I’ve Been Infected By An Auto-Dialer Virus


The Auto Dialer Virus Strikes Again – Here at Defending The

Net, we receive hundreds of e-mails daily regarding various

computer security issues. Because we receive so many e-mails

and requests for information, we typically write an article

that provides the answer. However, from time to time, we

receive requests that seem important, or critical in nature,

and do our best to try and help.

On October 4th, we received an e-mail from a visitor we felt

compelled to assist. This person appeared to have a home

computer infected with the Auto-Dialer virus, a malicious

piece of Malware that can cost you a tremendous amount of

time, and more importantly, money.

An Unwelcome Letter From a Long Distance Carrier


Unfortunate results of the auto dialer virus – Our visitor

received a letter from a well known long distance carrier

indicating they had blocked all long distance calls from

their telephone number, the reason; there were hundreds of

phone calls to 1-900 numbers with fees in excess of $1,500.

Our visitor had contacted his internet provider, explained

to them what was going on, and the Internet provider

directed them to and article located here at Defending The

Net on auto-dialers.

The long distance carrier who contacted him was not even his

provider, they represented the company with the 1-900

number. He contacted the long distance provider and

explained to them that he had no idea what was going on and

that he has never dialed a 1-900 number. They explained that

there was nothing they could do for him and they were going

to turn over the charges to his local service provider for


As you can imagine, this was a very strange and stressful

time. The fact of the matter is, these auto-dialers can be

quite stealthy, masking themselves as legitimate software,

or installing themselves in a way that keeps you unaware it

has infected your system. These nefarious pieces of software

can even re-program your modem to turn off the speaker so

you are unaware that it is making unauthorized calls. I

cannot stress how dangerous and how much of a negative

impact something like this can have on your computer, and

your checkbook.

How Do I Protect Myself


One thing you must always be aware of is what type of sites

you are visiting. If the sites you visit have tons of

pop-up’s and banners, some of which may be less than moral /

ethical, you can bet there is a high chance of getting

infected with something.
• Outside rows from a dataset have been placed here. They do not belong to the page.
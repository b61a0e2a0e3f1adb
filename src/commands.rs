//! The four ways resolved credentials leave the process.

use crate::aws_sso::SSO;
use crate::browser::open_browser;
use crate::config::Config;
use crate::error::Result;
use crate::federation;
use crate::runner::CommandRunner;
use std::io::{self, Write};
use std::time::Duration;

#[derive(Debug, Clone, PartialEq)]
pub struct ConsoleOptions {
    pub force_logout: bool,
    /// Seconds to wait after opening the logout page.
    pub logout_wait: u64,
}

impl Default for ConsoleOptions {
    fn default() -> Self {
        Self {
            force_logout: true,
            logout_wait: 1,
        }
    }
}

impl<R: CommandRunner> SSO<R> {
    /// Prints `export` statements for the profile's credentials.
    pub async fn export<W: Write>(&self, profile_name: &str, out: &mut W) -> Result<()> {
        let profile = self.config().profile(profile_name)?;
        let cred = self.role_credentials(&profile, true, out).await?;

        print_env_variable(out, "AWS_ACCESS_KEY_ID", cred.access_key_id())?;
        print_env_variable(out, "AWS_SECRET_ACCESS_KEY", cred.secret_access_key())?;
        print_env_variable(out, "AWS_SESSION_TOKEN", cred.session_token())?;
        print_env_variable(out, "AWS_SECURITY_TOKEN", cred.session_token())?;
        if let Some(region) = profile.region() {
            print_env_variable(out, "AWS_DEFAULT_REGION", region)?;
        }
        Ok(())
    }

    /// Prints the credential-process JSON payload.
    pub async fn process<W: Write>(&self, profile_name: &str, out: &mut W) -> Result<()> {
        tracing::info!("processing credentials for profile: {}", profile_name);
        let profile = self.config().profile(profile_name)?;
        let cred = self.role_credentials(&profile, true, out).await?;

        let payload = serde_json::to_string(&cred.with_version(1))?;
        writeln!(out, "{}", payload)?;
        Ok(())
    }

    /// Stores the profile's credentials in the shared credentials file.
    pub async fn import<W: Write>(&self, profile_name: &str, out: &mut W) -> Result<()> {
        let profile = self.config().profile(profile_name)?;
        let cred = self.role_credentials(&profile, false, out).await?;

        let mut credentials = self.config().load_credentials()?;
        Config::set_credentials(&mut credentials, profile_name, &cred);
        self.config().write_credentials(&credentials)?;

        writeln!(
            out,
            "Wrote credentials to profile [{}] in {}",
            profile_name,
            self.config().credentials_file().display()
        )?;
        Ok(())
    }

    /// Signs into the web console, logging out of any previous session first when asked.
    pub async fn console<W: Write>(
        &self,
        profile_name: &str,
        options: &ConsoleOptions,
        out: &mut W,
    ) -> Result<()> {
        let profile = self.config().profile(profile_name)?;
        let cred = self.role_credentials(&profile, true, out).await?;

        let token =
            federation::signin_token(self.http(), self.config().federation_endpoint(), &cred)
                .await?;
        let signin_url =
            federation::signin_url(profile.sso_account_id(), profile.sso_region(), &token)?;

        if options.force_logout || options.logout_wait > 0 {
            let logout_url = federation::logout_url(profile.sso_region());
            open_browser(self.runner(), &logout_url, out)?;
            if options.logout_wait > 0 {
                tracing::debug!("waiting {}s for logout", options.logout_wait);
                tokio::time::sleep(Duration::from_secs(options.logout_wait)).await;
            }
        }
        open_browser(self.runner(), signin_url.as_str(), out)?;
        Ok(())
    }
}

fn print_env_variable<W: Write>(out: &mut W, name: &str, value: &str) -> io::Result<()> {
    if value.is_empty() {
        return Ok(());
    }
    writeln!(out, "export {}={}", name, shell_quote(value))
}

/// Double-quotes `value` for POSIX shells; only `\`, `"`, `$` and `` ` `` stay special inside.
fn shell_quote(value: &str) -> String {
    let mut quoted = String::with_capacity(value.len() + 2);
    quoted.push('"');
    for c in value.chars() {
        if matches!(c, '\\' | '"' | '$' | '`') {
            quoted.push('\\');
        }
        quoted.push(c);
    }
    quoted.push('"');
    quoted
}

#[cfg(test)]
mod tests {
    use super::*;
    use crate::error::Error;
    use crate::runner::fake::FakeRunner;
    use crate::testutil::{write_cache, Fixture, FUTURE, PROFILE_DEV};

    fn fixture() -> Fixture {
        let fixture = Fixture::new(PROFILE_DEV);
        fixture.cache_profile("dev", "ASIACACHED", FUTURE);
        fixture
    }

    #[tokio::test]
    async fn test_export() {
        let fixture = fixture();
        let sso = SSO::new(fixture.config(), FakeRunner::succeeding("arn"));
        let mut out = Vec::new();
        sso.export("dev", &mut out).await.unwrap();
        assert_eq!(
            String::from_utf8(out).unwrap(),
            "export AWS_ACCESS_KEY_ID=\"ASIACACHED\"\n\
             export AWS_SECRET_ACCESS_KEY=\"secret\"\n\
             export AWS_SESSION_TOKEN=\"token\"\n\
             export AWS_SECURITY_TOKEN=\"token\"\n\
             export AWS_DEFAULT_REGION=\"eu-west-1\"\n"
        );
    }

    #[tokio::test]
    async fn test_export_skips_empty_values() {
        let fixture = Fixture::new(
            "[profile bare]\n\
             sso_start_url = https://x.awsapps.com/start\n\
             sso_account_id = 123456789012\n\
             sso_role_name = Admin\n\
             sso_region = us-east-1\n",
        );
        let profile = fixture.config().profile("bare").unwrap();
        let file_name = crate::cache::CacheKey::for_profile(&profile)
            .unwrap()
            .file_name();
        std::fs::create_dir_all(fixture.cache_dir()).unwrap();
        std::fs::write(
            fixture.cache_dir().join(file_name),
            serde_json::json!({
                "Credentials": {
                    "AccessKeyId": "ASIABARE",
                    "SecretAccessKey": "secret",
                    "SessionToken": "",
                    "Expiration": FUTURE
                }
            })
            .to_string(),
        )
        .unwrap();

        let sso = SSO::new(fixture.config(), FakeRunner::succeeding("arn"));
        let mut out = Vec::new();
        sso.export("bare", &mut out).await.unwrap();
        let out = String::from_utf8(out).unwrap();
        assert_eq!(out.lines().count(), 2);
        assert!(!out.contains("AWS_SESSION_TOKEN"));
        assert!(!out.contains("AWS_DEFAULT_REGION"));
    }

    #[tokio::test]
    async fn test_process() {
        let fixture = fixture();
        let sso = SSO::new(fixture.config(), FakeRunner::succeeding("arn"));
        let mut out = Vec::new();
        sso.process("dev", &mut out).await.unwrap();
        let out = String::from_utf8(out).unwrap();
        assert_eq!(out.lines().count(), 1);
        let payload: serde_json::Value = serde_json::from_str(&out).unwrap();
        assert_eq!(
            payload,
            serde_json::json!({
                "Version": 1,
                "AccessKeyId": "ASIACACHED",
                "SecretAccessKey": "secret",
                "SessionToken": "token",
                "Expiration": FUTURE
            })
        );
    }

    #[tokio::test]
    async fn test_import() {
        let fixture = fixture();
        let config = fixture.config();
        std::fs::write(
            config.credentials_file(),
            "[dev]\nregion = eu-west-1\naws_access_key_id = OLD\n\n[prod]\naws_access_key_id = PROD\n\n\
             [win]\ncredential_process = C:\\tools\\fetch.exe --profile win\n\n\
             [quoted]\nrole_arn = \"arn:aws:iam::123456789012:role/Admin\"\n",
        )
        .unwrap();

        let sso = SSO::new(config.clone(), FakeRunner::succeeding("arn"));
        let mut out = Vec::new();
        sso.import("dev", &mut out).await.unwrap();
        assert_eq!(
            String::from_utf8(out).unwrap(),
            format!(
                "Wrote credentials to profile [dev] in {}\n",
                config.credentials_file().display()
            )
        );

        let written = config.load_credentials().unwrap();
        let dev = written.section(Some("dev")).unwrap();
        assert_eq!(dev.get("aws_access_key_id"), Some("ASIACACHED"));
        assert_eq!(dev.get("aws_security_token"), Some("token"));
        assert_eq!(dev.get("region"), Some("eu-west-1"));
        assert_eq!(
            written.section(Some("prod")).unwrap().get("aws_access_key_id"),
            Some("PROD")
        );

        let raw = std::fs::read_to_string(config.credentials_file()).unwrap();
        assert!(raw.contains("C:\\tools\\fetch.exe --profile win"), "{raw}");
        assert!(raw.contains("\"arn:aws:iam::123456789012:role/Admin\""), "{raw}");
    }

    #[tokio::test]
    async fn test_import_reports_refresh() {
        let fixture = Fixture::new(PROFILE_DEV);
        let cache_dir = fixture.cache_dir();
        let profile = fixture.config().profile("dev").unwrap();
        let file_name = crate::cache::CacheKey::for_profile(&profile)
            .unwrap()
            .file_name();
        let runner = FakeRunner::new(move |_, _| {
            write_cache(&cache_dir, &file_name, "ASIANEW", FUTURE);
            Ok(crate::runner::CommandOutput {
                success: true,
                stdout: String::from("arn:aws:sts::123456789012:assumed-role/Admin/me\n"),
                stderr: String::new(),
            })
        });
        let sso = SSO::new(fixture.config(), runner);
        let mut out = Vec::new();
        sso.import("dev", &mut out).await.unwrap();
        let out = String::from_utf8(out).unwrap();
        assert!(out.starts_with(
            "Updated credentials for: arn:aws:sts::123456789012:assumed-role/Admin/me\n"
        ));
    }

    #[tokio::test]
    async fn test_unknown_profile() {
        let fixture = fixture();
        let sso = SSO::new(fixture.config(), FakeRunner::succeeding("arn"));
        let err = sso.export("prod", &mut Vec::new()).await.unwrap_err();
        assert!(matches!(err, Error::ProfileNotFound { .. }));
        assert_eq!(sso.runner().call_count(), 0);
    }

    #[tokio::test]
    async fn test_console() {
        let mut server = mockito::Server::new_async().await;
        let _mock = server
            .mock("GET", "/federation")
            .match_query(mockito::Matcher::Any)
            .with_status(200)
            .with_body(r#"{"SigninToken":"one-time-token"}"#)
            .create_async()
            .await;

        let fixture = fixture();
        let config = fixture
            .config()
            .set_federation_endpoint(format!("{}/federation", server.url()));
        let runner = FakeRunner::succeeding("arn").with_spawnable(&["open"]);
        let sso = SSO::new(config, runner);

        let options = ConsoleOptions {
            force_logout: true,
            logout_wait: 0,
        };
        let mut out = Vec::new();
        sso.console("dev", &options, &mut out).await.unwrap();
        assert!(out.is_empty());

        let spawned = sso.runner().spawned();
        assert_eq!(spawned.len(), 2);
        assert_eq!(
            spawned[0],
            vec![
                "open",
                "https://us-east-1.console.aws.amazon.com/console/logout!doLogout"
            ]
        );
        let signin = url::Url::parse(&spawned[1][1]).unwrap();
        assert_eq!(signin.host_str(), Some("123456789012.signin.aws.amazon.com"));
        assert!(signin
            .query_pairs()
            .any(|(k, v)| k == "SigninToken" && v == "one-time-token"));
    }

    #[tokio::test]
    async fn test_console_without_logout_prints_url() {
        let mut server = mockito::Server::new_async().await;
        let _mock = server
            .mock("GET", "/federation")
            .match_query(mockito::Matcher::Any)
            .with_status(200)
            .with_body(r#"{"SigninToken":"one-time-token"}"#)
            .create_async()
            .await;

        let fixture = fixture();
        let config = fixture
            .config()
            .set_federation_endpoint(format!("{}/federation", server.url()));
        let sso = SSO::new(config, FakeRunner::succeeding("arn"));

        let options = ConsoleOptions {
            force_logout: false,
            logout_wait: 0,
        };
        let mut out = Vec::new();
        sso.console("dev", &options, &mut out).await.unwrap();
        let out = String::from_utf8(out).unwrap();
        assert_eq!(out.lines().count(), 1);
        assert!(out.starts_with(
            "Please open your browser and navigate to: https://123456789012.signin.aws.amazon.com/federation?"
        ));
    }

    #[tokio::test(start_paused = true)]
    async fn test_console_logout_wait_without_force() {
        let mut server = mockito::Server::new_async().await;
        let _mock = server
            .mock("GET", "/federation")
            .match_query(mockito::Matcher::Any)
            .with_status(200)
            .with_body(r#"{"SigninToken":"one-time-token"}"#)
            .create_async()
            .await;

        let fixture = fixture();
        let config = fixture
            .config()
            .set_federation_endpoint(format!("{}/federation", server.url()));
        let runner = FakeRunner::succeeding("arn").with_spawnable(&["xdg-open"]);
        let sso = SSO::new(config, runner);

        let options = ConsoleOptions {
            force_logout: false,
            logout_wait: 1,
        };
        let start = tokio::time::Instant::now();
        sso.console("dev", &options, &mut Vec::new()).await.unwrap();
        assert!(start.elapsed() >= Duration::from_secs(1));

        let spawned = sso.runner().spawned();
        assert_eq!(spawned.len(), 2);
        assert_eq!(
            spawned[0],
            vec![
                "xdg-open",
                "https://us-east-1.console.aws.amazon.com/console/logout!doLogout"
            ]
        );
        assert!(spawned[1][1].starts_with("https://123456789012.signin.aws.amazon.com/federation?"));
    }

    #[test]
    fn test_shell_quote() {
        assert_eq!(shell_quote("ASIAFAKE"), "\"ASIAFAKE\"");
        assert_eq!(shell_quote("a/b+c=="), "\"a/b+c==\"");
        assert_eq!(shell_quote(r#"$x "y" `z` \"#), r#""\$x \"y\" \`z\` \\""#);
        assert_eq!(shell_quote("line\nbreak"), "\"line\nbreak\"");
    }

    #[test]
    fn test_console_defaults() {
        let options = ConsoleOptions::default();
        assert!(options.force_logout);
        assert_eq!(options.logout_wait, 1);
    }
}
There are other things you should

keep in mind or do on a routine basis:

1) Make sure you have anti-virus software installed and keep

the virus signatures up to date. Out of date virus

signatures are a major cause of computer infection;

2) Install spyware detection software, keep it up to date,

and run it regularly. I run mine at least twice a day. Some

of these software packages have real-time protection similar

to anti-virus software;

3) If you now have high-speed internet access, like cable or

DSL service, and you no longer need the internal modem for

faxes or anything else, remove the phone cable from the

modem or remove the modem from the computer altogether. Many

people leave these devices connected and are at risk for

auto-dialer impact; And,

4) If you are on a site that has a lot of pop-ups do not

just click OK when they present themselves. You may be

agreeing to something that can cause you problems.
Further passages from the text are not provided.